Firewall-Configuration on your Nebula Security Gateway (NSG)

In our Nebula Security Gateways (NSG), as in any firewall, you can block specific traffic. In this tutorial, we will guide you through needed steps on the Nebula Control Center (NCC) to block traffic. 

In this example, we want to restrict a client in our LAN1 (192.168.1.100) to access any client in LAN2 (192.168.2.1).
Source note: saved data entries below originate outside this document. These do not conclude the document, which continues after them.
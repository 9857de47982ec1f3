//! Control frames for the terminal WebSocket
//!
//! The terminal plugin distinguishes control frames from keystrokes by
//! message kind: keystrokes arrive as binary messages, control frames as
//! JSON text messages of the shape
//!
//! ```json
//! {"command": "resize", "details": {"cols": "120", "rows": "40"}}
//! {"command": "ping", "details": {"ts": "1700000000000"}}
//! ```
//!
//! Detail values are always strings. The set of commands is closed, so the
//! frame is modelled as an enum and converted to the flat wire shape only at
//! the edge.

use std::collections::BTreeMap;

use serde::{Deserialize, Serialize};

use crate::error::ProtocolError;

const CMD_RESIZE: &str = "resize";
const CMD_PING: &str = "ping";

/// Terminal dimensions
#[derive(Debug, Clone, Copy, PartialEq, Eq, Serialize, Deserialize)]
pub struct TerminalSize {
    /// Number of columns
    pub cols: u16,
    /// Number of rows
    pub rows: u16,
}

impl TerminalSize {
    /// Create a new terminal size
    pub fn new(cols: u16, rows: u16) -> Self {
        Self { cols, rows }
    }
}

impl Default for TerminalSize {
    fn default() -> Self {
        Self { cols: 80, rows: 24 }
    }
}

/// Out-of-band message multiplexed with the raw terminal stream
#[derive(Debug, Clone, Copy, PartialEq, Eq)]
pub enum ControlFrame {
    /// The local window changed size
    Resize(TerminalSize),
    /// Keep-alive, carrying the send time in Unix milliseconds
    Ping { ts: u64 },
}

#[derive(Serialize, Deserialize)]
struct WireFrame {
    command: String,
    #[serde(default)]
    details: BTreeMap<String, String>,
}

impl ControlFrame {
    /// Command name used as the wire discriminator
    pub fn command(&self) -> &'static str {
        match self {
            ControlFrame::Resize(_) => CMD_RESIZE,
            ControlFrame::Ping { .. } => CMD_PING,
        }
    }

    /// Encode as the JSON text carried in a WebSocket text message
    pub fn to_json(&self) -> Result<String, ProtocolError> {
        let mut details = BTreeMap::new();
        match self {
            ControlFrame::Resize(size) => {
                details.insert("cols".to_string(), size.cols.to_string());
                details.insert("rows".to_string(), size.rows.to_string());
            }
            ControlFrame::Ping { ts } => {
                details.insert("ts".to_string(), ts.to_string());
            }
        }

        let wire = WireFrame {
            command: self.command().to_string(),
            details,
        };
        Ok(serde_json::to_string(&wire)?)
    }

    /// Decode from JSON text
    pub fn from_json(text: &str) -> Result<Self, ProtocolError> {
        let wire: WireFrame = serde_json::from_str(text)?;

        match wire.command.as_str() {
            CMD_RESIZE => {
                let cols = parse_detail(&wire, "cols")?;
                let rows = parse_detail(&wire, "rows")?;
                Ok(ControlFrame::Resize(TerminalSize::new(cols, rows)))
            }
            CMD_PING => Ok(ControlFrame::Ping {
                ts: parse_detail(&wire, "ts")?,
            }),
            other => Err(ProtocolError::UnknownCommand(other.to_string())),
        }
    }
}

fn parse_detail<T: std::str::FromStr>(wire: &WireFrame, key: &str) -> Result<T, ProtocolError> {
    let value = wire
        .details
        .get(key)
        .ok_or_else(|| ProtocolError::MissingDetail {
            command: wire.command.clone(),
            key: key.to_string(),
        })?;

    value.parse().map_err(|_| ProtocolError::InvalidDetail {
        command: wire.command.clone(),
        key: key.to_string(),
        value: value.clone(),
    })
}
First, please navigate to the Nebula Control Center and go to to: Gateway > Configure > Firewall

Then, add an "outbound rule":
In this example, we are blocking anything from 192.168.1.100 (mostly within the LAN1 subnet range) to 192.168.2.1/24

That's all there is regarding a basic firewall setup.

Things to consider:

• When testing the firewall rule, most likely you will ping (when looking at our example) the LAN2 gateway interface IP and to your shock will find out that you still can ping the gateway! Is this because the interface's own IP is set to a firewall-zone outside of both LAN1 or LAN2, but actually the device itself, also referred to as "ZyWall"
• Using the Security Gateway Services below will allow specific services to be accessible from WAN onto the device ("ZyWall"). If you enter in both fields any e.g., clients from the WAN can both Ping and access the unit on the WAN-port vias HTTPS
  
  
• There are plenty of rules in the background going on. Here a small glimpse of some of the firewall rules as hardcoded into the units configuration:
  
  These are not displayed on the Nebula Control Center and are not changeable.